**TASK STATEMENT:** Beginning with the first line of the entries below, quote each line until you reach and include the line with "and WinZip AES.".

**EXERCISE MATERIALS:**
· · · ·

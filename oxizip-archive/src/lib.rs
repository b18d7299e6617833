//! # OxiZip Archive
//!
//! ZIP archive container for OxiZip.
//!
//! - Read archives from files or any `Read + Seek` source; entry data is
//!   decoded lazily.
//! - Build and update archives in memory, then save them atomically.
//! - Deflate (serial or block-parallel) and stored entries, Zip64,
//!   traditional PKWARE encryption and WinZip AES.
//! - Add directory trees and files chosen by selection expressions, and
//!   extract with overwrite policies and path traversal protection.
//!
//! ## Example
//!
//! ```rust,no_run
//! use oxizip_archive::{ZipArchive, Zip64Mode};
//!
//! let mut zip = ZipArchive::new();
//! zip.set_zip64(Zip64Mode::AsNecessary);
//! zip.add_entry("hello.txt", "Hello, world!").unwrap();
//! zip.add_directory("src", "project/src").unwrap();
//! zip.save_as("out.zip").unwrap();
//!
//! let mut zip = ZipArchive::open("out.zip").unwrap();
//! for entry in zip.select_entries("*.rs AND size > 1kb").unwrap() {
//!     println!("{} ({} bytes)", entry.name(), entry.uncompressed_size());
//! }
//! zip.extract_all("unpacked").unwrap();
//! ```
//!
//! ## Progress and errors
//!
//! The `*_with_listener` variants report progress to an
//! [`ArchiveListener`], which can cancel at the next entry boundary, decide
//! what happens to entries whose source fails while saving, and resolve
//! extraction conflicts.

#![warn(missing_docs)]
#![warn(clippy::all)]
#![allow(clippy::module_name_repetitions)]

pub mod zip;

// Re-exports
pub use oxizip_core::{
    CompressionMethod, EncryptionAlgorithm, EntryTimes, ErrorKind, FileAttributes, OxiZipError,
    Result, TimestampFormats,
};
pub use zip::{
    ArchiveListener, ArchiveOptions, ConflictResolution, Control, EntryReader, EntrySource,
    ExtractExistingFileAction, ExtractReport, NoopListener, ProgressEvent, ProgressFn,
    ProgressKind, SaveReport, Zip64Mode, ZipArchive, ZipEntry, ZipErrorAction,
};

· · · ·

**OUTPUT FOR THIS EXERCISE:**
filename oxizip-archive/src/lib.rs
repository b18d7299e6617833
//! # OxiZip Archive
//!
//! ZIP archive container for OxiZip.
//!
//! - Read archives from files or any `Read + Seek` source; entry data is
//!   decoded lazily.
//! - Build and update archives in memory, then save them atomically.
//! - Deflate (serial or block-parallel) and stored entries, Zip64,
//!   traditional PKWARE encryption and WinZip AES.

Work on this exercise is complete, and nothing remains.